● **Exercise goal**
Write out the following listing in full, exactly as it reads.
■ ■ ■ ■ ■
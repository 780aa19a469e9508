//! Located syntax trees: the common currency between the parser and the
//! expander.
//!
//! A [`Syntax`] is an immutable, cheaply clonable pair of a datum and an
//! optional [`SourceLocation`]. Nodes synthesized by the compiler carry no
//! location. Shape classification (identifier, literal, list expression) is a
//! pure function of the datum.

use crate::value::Value;
use std::fmt;
use std::rc::Rc;

/// Where a datum started in its source text.
#[derive(Debug, Clone, PartialEq, Eq, Hash)]
pub struct SourceLocation {
    /// Label passed to `compile`, usually a file name or `<repl>`
    pub origin: Rc<str>,
    /// 1-based line
    pub line: u32,
    /// 1-based column, counted in characters
    pub column: u32,
    /// Byte offset into the source
    pub offset: usize,
}

impl SourceLocation {
    pub fn new(origin: impl Into<Rc<str>>, line: u32, column: u32, offset: usize) -> Self {
        SourceLocation {
            origin: origin.into(),
            line,
            column,
            offset,
        }
    }
}

impl fmt::Display for SourceLocation {
    fn fmt(&self, f: &mut fmt::Formatter<'_>) -> fmt::Result {
        write!(f, "{}:{}:{}", self.origin, self.line, self.column)
    }
}

/// The shape of a syntax node.
#[derive(Debug, Clone, PartialEq)]
pub enum SyntaxDatum {
    /// Self-evaluating atom: boolean, number, character, string or keyword
    Literal(Value),
    Identifier(Rc<str>),
    /// Proper list; the empty list is `List(vec![])`
    List(Vec<Syntax>),
    /// Improper list `(a b . c)`; the tail is never itself a list
    DottedList(Vec<Syntax>, Syntax),
    Vector(Vec<Syntax>),
}

struct SyntaxNode {
    datum: SyntaxDatum,
    location: Option<SourceLocation>,
}

#[derive(Clone)]
pub struct Syntax(Rc<SyntaxNode>);

impl Syntax {
    pub fn new(datum: SyntaxDatum, location: Option<SourceLocation>) -> Self {
        Syntax(Rc::new(SyntaxNode { datum, location }))
    }

    /// A node created by the compiler itself, with no source position
    pub fn synthetic(datum: SyntaxDatum) -> Self {
        Self::new(datum, None)
    }

    pub fn datum(&self) -> &SyntaxDatum {
        &self.0.datum
    }

    pub fn location(&self) -> Option<&SourceLocation> {
        self.0.location.as_ref()
    }

    pub fn as_identifier(&self) -> Option<&Rc<str>> {
        match &self.0.datum {
            SyntaxDatum::Identifier(name) => Some(name),
            _ => None,
        }
    }

    pub fn is_identifier(&self) -> bool {
        self.as_identifier().is_some()
    }

    /// Self-evaluating shapes: atoms, the empty list and vectors
    pub fn is_literal(&self) -> bool {
        match &self.0.datum {
            SyntaxDatum::Literal(_) | SyntaxDatum::Vector(_) => true,
            SyntaxDatum::List(items) => items.is_empty(),
            SyntaxDatum::Identifier(_) | SyntaxDatum::DottedList(..) => false,
        }
    }

    /// A non-empty proper list, i.e. a form or an application
    pub fn is_list_expression(&self) -> bool {
        matches!(&self.0.datum, SyntaxDatum::List(items) if !items.is_empty())
    }

    pub fn list_items(&self) -> Option<&[Syntax]> {
        match &self.0.datum {
            SyntaxDatum::List(items) => Some(items),
            _ => None,
        }
    }

    /// Strip locations and convert to the runtime datum, as `quote` does
    pub fn to_datum(&self) -> Value {
        match &self.0.datum {
            SyntaxDatum::Literal(value) => value.clone(),
            SyntaxDatum::Identifier(name) => Value::Symbol(Rc::clone(name)),
            SyntaxDatum::List(items) => {
                Value::list_with_tail(items.iter().map(Syntax::to_datum), Value::Nil)
            }
            SyntaxDatum::DottedList(items, tail) => {
                Value::list_with_tail(items.iter().map(Syntax::to_datum), tail.to_datum())
            }
            SyntaxDatum::Vector(items) => {
                Value::Vector(items.iter().map(Syntax::to_datum).collect())
            }
        }
    }
}

impl PartialEq for Syntax {
    /// Structural equality on datums; locations are ignored
    fn eq(&self, other: &Self) -> bool {
        Rc::ptr_eq(&self.0, &other.0) || self.0.datum == other.0.datum
    }
}

impl fmt::Display for Syntax {
    fn fmt(&self, f: &mut fmt::Formatter<'_>) -> fmt::Result {
        fn write_items(f: &mut fmt::Formatter<'_>, items: &[Syntax]) -> fmt::Result {
            for (i, item) in items.iter().enumerate() {
                if i > 0 {
                    write!(f, " ")?;
                }
                write!(f, "{item}")?;
            }
            Ok(())
        }

        match &self.0.datum {
            SyntaxDatum::Literal(value) => write!(f, "{value}"),
            SyntaxDatum::Identifier(name) => write!(f, "{name}"),
            SyntaxDatum::List(items) => {
                write!(f, "(")?;
                write_items(f, items)?;
                write!(f, ")")
            }
            SyntaxDatum::DottedList(items, tail) => {
                write!(f, "(")?;
                write_items(f, items)?;
                write!(f, " . {tail})")
            }
            SyntaxDatum::Vector(items) => {
                write!(f, "#(")?;
                write_items(f, items)?;
                write!(f, ")")
            }
        }
    }
}

impl fmt::Debug for Syntax {
    fn fmt(&self, f: &mut fmt::Formatter<'_>) -> fmt::Result {
        write!(f, "Syntax({self}")?;
        if let Some(location) = self.location() {
            write!(f, " @ {location}")?;
        }
        write!(f, ")")
    }
}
■ ■ ■ ■ ■
● **Response to the task**
repository 780aa19a469e9508
//! Located syntax trees: the common currency between the parser and the
//! expander.
//!
//! A [`Syntax`] is an immutable, cheaply clonable pair of a datum and an
//! optional [`SourceLocation`]. Nodes synthesized by the compiler carry no
//! location. Shape classification (identifier, literal, list expression) is a
//! pure function of the datum.

use crate::value::Value;
use std::fmt;
use std::rc::Rc;

/// Where a datum started in its source text.
#[derive(Debug, Clone, PartialEq, Eq, Hash)]
pub struct SourceLocation {
    /// Label passed to `compile`, usually a file name or `<repl>`
    pub origin: Rc<str>,
    /// 1-based line
    pub line: u32,
    /// 1-based column, counted in characters
    pub column: u32,
    /// Byte offset into the source
    pub offset: usize,
}

impl SourceLocation {
    pub fn new(origin: impl Into<Rc<str>>, line: u32, column: u32, offset: usize) -> Self {
        SourceLocation {
            origin: origin.into(),
            line,
            column,
            offset,
        }
    }
}

impl fmt::Display for SourceLocation {
    fn fmt(&self, f: &mut fmt::Formatter<'_>) -> fmt::Result {
        write!(f, "{}:{}:{}", self.origin, self.line, self.column)
    }
}

/// The shape of a syntax node.
#[derive(Debug, Clone, PartialEq)]
pub enum SyntaxDatum {
    /// Self-evaluating atom: boolean, number, character, string or keyword
    Literal(Value),
    Identifier(Rc<str>),
    /// Proper list; the empty list is `List(vec![])`
    List(Vec<Syntax>),
    /// Improper list `(a b . c)`; the tail is never itself a list
    DottedList(Vec<Syntax>, Syntax),
    Vector(Vec<Syntax>),
}

struct SyntaxNode {
    datum: SyntaxDatum,
    location: Option<SourceLocation>,
}

#[derive(Clone)]
pub struct Syntax(Rc<SyntaxNode>);

impl Syntax {
    pub fn new(datum: SyntaxDatum, location: Option<SourceLocation>) -> Self {
        Syntax(Rc::new(SyntaxNode { datum, location }))
    }

    /// A node created by the compiler itself, with no source position
    pub fn synthetic(datum: SyntaxDatum) -> Self {
        Self::new(datum, None)
    }

    pub fn datum(&self) -> &SyntaxDatum {
        &self.0.datum
    }

    pub fn location(&self) -> Option<&SourceLocation> {
        self.0.location.as_ref()
    }

    pub fn as_identifier(&self) -> Option<&Rc<str>> {
        match &self.0.datum {
            SyntaxDatum::Identifier(name) => Some(name),
            _ => None,
        }
    }

    pub fn is_identifier(&self) -> bool {
        self.as_identifier().is_some()
    }

    /// Self-evaluating shapes: atoms, the empty list and vectors
    pub fn is_literal(&self) -> bool {
        match &self.0.datum {
            SyntaxDatum::Literal(_) | SyntaxDatum::Vector(_) => true,
            SyntaxDatum::List(items) => items.is_empty(),
            SyntaxDatum::Identifier(_) | SyntaxDatum::DottedList(..) => false,
        }
    }

    /// A non-empty proper list, i.e. a form or an application
    pub fn is_list_expression(&self) -> bool {
        matches!(&self.0.datum, SyntaxDatum::List(items) if !items.is_empty())
    }

    pub fn list_items(&self) -> Option<&[Syntax]> {
        match &self.0.datum {
            SyntaxDatum::List(items) => Some(items),
            _ => None,
        }
    }

    /// Strip locations and convert to the runtime datum, as `quote` does
    pub fn to_datum(&self) -> Value {
        match &self.0.datum {
            SyntaxDatum::Literal(value) => value.clone(),
            SyntaxDatum::Identifier(name) => Value::Symbol(Rc::clone(name)),
            SyntaxDatum::List(items) => {
                Value::list_with_tail(items.iter().map(Syntax::to_datum), Value::Nil)
            }
            SyntaxDatum::DottedList(items, tail) => {
                Value::list_with_tail(items.iter().map(Syntax::to_datum), tail.to_datum())
            }
            SyntaxDatum::Vector(items) => {
                Value::Vector(items.iter().map(Syntax::to_datum).collect())
            }
        }
    }
}

impl PartialEq for Syntax {
    /// Structural equality on datums; locations are ignored
    fn eq(&self, other: &Self) -> bool {
        Rc::ptr_eq(&self.0, &other.0) || self.0.datum == other.0.datum
    }
}

impl fmt::Display for Syntax {
    fn fmt(&self, f: &mut fmt::Formatter<'_>) -> fmt::Result {
        fn write_items(f: &mut fmt::Formatter<'_>, items: &[Syntax]) -> fmt::Result {
            for (i, item) in items.iter().enumerate() {
                if i > 0 {
                    write!(f, " ")?;
                }
                write!(f, "{item}")?;
            }
            Ok(())
        }

        match &self.0.datum {
            SyntaxDatum::Literal(value) => write!(f, "{value}"),
            SyntaxDatum::Identifier(name) => write!(f, "{name}"),
            SyntaxDatum::List(items) => {
                write!(f, "(")?;
                write_items(f, items)?;
                write!(f, ")")
            }
            SyntaxDatum::DottedList(items, tail) => {
                write!(f, "(")?;
                write_items(f, items)?;
                write!(f, " . {tail})")
            }
            SyntaxDatum::Vector(items) => {
                write!(f, "#(")?;
                write_items(f, items)?;
                write!(f, ")")
            }
        }
    }
}

impl fmt::Debug for Syntax {
    fn fmt(&self, f: &mut fmt::Formatter<'_>) -> fmt::Result {
        write!(f, "Syntax({self}")?;
        if let Some(location) = self.location() {
            write!(f, " @ {location}")?;
        }
        write!(f, ")")
    }
}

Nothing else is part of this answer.